**THE PROBLEM**
Would you work out how many of the lines below hold "methods" and reply with nothing but the number?

**EXTRACTED RECORDS**
--------------------------------------------------

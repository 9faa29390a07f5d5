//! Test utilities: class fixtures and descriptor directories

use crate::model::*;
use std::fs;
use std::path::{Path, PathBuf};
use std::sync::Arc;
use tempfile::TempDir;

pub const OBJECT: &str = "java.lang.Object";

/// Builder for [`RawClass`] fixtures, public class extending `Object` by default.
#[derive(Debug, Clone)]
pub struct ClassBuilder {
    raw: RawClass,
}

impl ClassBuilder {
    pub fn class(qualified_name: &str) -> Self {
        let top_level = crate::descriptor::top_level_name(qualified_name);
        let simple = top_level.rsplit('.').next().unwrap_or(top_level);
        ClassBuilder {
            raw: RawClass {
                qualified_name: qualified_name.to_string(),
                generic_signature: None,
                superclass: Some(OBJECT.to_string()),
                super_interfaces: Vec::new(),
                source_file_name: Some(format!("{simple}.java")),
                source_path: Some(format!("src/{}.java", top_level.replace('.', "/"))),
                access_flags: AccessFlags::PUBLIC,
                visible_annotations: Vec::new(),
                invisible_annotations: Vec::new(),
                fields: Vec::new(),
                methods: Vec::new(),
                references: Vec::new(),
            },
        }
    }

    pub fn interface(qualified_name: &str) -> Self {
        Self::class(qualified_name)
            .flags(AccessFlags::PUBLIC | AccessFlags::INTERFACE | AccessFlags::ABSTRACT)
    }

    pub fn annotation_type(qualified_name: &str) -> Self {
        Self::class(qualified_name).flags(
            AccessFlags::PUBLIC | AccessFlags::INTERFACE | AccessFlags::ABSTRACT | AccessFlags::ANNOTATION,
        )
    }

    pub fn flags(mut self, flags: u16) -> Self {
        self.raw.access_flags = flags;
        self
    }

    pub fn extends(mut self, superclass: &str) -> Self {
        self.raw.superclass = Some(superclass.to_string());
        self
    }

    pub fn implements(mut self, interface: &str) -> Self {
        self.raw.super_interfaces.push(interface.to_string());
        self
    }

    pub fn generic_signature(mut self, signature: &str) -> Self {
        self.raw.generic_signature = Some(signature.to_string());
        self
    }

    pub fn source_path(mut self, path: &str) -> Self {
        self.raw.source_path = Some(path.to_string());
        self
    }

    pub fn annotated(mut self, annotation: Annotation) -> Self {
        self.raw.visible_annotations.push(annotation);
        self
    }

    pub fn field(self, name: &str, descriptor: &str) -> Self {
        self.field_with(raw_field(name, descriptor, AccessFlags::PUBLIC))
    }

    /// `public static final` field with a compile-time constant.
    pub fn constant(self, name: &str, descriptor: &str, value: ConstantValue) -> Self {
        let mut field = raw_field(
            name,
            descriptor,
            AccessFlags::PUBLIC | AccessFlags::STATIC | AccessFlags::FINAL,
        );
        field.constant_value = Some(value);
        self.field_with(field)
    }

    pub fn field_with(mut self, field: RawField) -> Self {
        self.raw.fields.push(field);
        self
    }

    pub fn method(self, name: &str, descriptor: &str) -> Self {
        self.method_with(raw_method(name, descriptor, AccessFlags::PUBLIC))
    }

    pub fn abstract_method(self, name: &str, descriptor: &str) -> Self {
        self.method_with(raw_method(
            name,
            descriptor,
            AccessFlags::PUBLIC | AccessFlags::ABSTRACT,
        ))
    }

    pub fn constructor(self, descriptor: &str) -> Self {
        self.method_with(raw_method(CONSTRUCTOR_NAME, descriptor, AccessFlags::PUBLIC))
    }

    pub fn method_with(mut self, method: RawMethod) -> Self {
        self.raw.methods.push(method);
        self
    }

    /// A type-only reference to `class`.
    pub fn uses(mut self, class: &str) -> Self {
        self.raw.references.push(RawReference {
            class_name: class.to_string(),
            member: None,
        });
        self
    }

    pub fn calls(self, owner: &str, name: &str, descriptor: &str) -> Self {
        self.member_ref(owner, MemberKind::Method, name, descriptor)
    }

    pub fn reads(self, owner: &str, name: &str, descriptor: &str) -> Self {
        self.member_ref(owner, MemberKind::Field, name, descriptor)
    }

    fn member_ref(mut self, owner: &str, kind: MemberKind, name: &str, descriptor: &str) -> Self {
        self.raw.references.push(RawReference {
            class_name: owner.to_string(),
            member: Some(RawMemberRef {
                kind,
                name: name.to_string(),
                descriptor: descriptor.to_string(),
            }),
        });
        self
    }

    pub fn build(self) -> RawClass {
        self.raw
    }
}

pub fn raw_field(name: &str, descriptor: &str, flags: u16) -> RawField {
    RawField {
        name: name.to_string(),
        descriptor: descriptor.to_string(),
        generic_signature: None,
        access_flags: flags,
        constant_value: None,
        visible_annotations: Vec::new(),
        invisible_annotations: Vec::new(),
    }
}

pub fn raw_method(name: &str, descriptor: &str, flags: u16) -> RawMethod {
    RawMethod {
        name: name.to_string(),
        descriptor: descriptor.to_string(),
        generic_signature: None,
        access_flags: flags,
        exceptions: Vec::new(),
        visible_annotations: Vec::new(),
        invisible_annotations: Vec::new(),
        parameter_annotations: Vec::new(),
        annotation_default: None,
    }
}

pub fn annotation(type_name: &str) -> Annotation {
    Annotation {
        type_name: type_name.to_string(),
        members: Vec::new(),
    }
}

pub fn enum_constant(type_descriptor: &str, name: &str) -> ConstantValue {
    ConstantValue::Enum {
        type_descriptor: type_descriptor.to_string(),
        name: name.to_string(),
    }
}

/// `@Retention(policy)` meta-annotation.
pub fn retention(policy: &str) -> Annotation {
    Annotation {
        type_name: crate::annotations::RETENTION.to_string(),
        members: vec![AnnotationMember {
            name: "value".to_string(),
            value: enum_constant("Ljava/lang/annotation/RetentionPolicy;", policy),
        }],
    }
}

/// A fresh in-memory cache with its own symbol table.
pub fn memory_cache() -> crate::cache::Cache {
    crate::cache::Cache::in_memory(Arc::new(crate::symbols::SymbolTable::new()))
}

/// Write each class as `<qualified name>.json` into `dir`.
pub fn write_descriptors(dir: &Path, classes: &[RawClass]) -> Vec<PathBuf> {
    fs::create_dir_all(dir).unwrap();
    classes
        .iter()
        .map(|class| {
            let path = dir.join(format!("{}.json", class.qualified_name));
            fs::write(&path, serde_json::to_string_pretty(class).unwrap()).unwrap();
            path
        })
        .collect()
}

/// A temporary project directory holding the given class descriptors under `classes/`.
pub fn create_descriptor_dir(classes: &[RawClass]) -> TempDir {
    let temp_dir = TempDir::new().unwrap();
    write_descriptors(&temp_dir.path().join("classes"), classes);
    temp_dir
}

--------------------------------------------------

**RESULT**
2